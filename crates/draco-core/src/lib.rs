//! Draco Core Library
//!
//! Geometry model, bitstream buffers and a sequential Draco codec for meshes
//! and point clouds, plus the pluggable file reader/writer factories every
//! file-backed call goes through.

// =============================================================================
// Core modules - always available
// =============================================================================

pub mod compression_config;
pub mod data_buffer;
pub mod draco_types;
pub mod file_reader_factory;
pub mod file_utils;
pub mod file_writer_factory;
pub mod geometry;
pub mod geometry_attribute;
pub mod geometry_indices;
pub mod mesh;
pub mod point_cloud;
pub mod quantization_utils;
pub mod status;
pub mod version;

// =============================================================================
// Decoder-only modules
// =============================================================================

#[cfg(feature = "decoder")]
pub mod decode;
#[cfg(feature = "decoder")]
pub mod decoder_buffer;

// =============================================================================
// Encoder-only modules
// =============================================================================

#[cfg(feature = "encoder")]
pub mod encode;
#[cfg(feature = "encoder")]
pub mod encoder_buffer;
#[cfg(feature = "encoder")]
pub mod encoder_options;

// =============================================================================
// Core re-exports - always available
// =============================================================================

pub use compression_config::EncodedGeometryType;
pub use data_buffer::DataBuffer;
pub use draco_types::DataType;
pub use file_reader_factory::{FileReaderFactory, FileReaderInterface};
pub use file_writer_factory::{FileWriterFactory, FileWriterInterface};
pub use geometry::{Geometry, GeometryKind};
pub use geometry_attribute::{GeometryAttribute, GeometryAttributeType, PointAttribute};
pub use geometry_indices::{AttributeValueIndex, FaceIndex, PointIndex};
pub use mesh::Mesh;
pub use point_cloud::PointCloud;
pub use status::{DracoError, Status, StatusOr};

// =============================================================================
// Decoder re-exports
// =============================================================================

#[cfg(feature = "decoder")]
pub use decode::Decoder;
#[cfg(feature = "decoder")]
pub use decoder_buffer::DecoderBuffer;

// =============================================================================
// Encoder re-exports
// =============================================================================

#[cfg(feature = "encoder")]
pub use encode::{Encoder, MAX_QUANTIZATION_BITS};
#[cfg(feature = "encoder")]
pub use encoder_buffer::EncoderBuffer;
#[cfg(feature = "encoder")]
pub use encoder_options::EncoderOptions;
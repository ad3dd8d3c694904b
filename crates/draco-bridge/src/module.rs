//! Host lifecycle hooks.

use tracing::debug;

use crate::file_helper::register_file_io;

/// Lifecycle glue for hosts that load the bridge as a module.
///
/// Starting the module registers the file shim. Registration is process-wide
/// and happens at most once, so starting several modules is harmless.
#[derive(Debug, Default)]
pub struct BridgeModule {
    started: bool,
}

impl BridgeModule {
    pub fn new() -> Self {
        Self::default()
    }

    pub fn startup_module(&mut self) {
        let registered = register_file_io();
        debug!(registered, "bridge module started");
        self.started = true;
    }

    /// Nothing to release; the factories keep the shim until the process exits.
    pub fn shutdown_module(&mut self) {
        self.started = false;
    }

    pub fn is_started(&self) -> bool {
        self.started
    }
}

• Exercise aim
Apply a filter for "filename" to the data above, then copy each line that matches.

• Output
filename crates/draco-core/src/lib.rs
filename crates/draco-bridge/src/module.rs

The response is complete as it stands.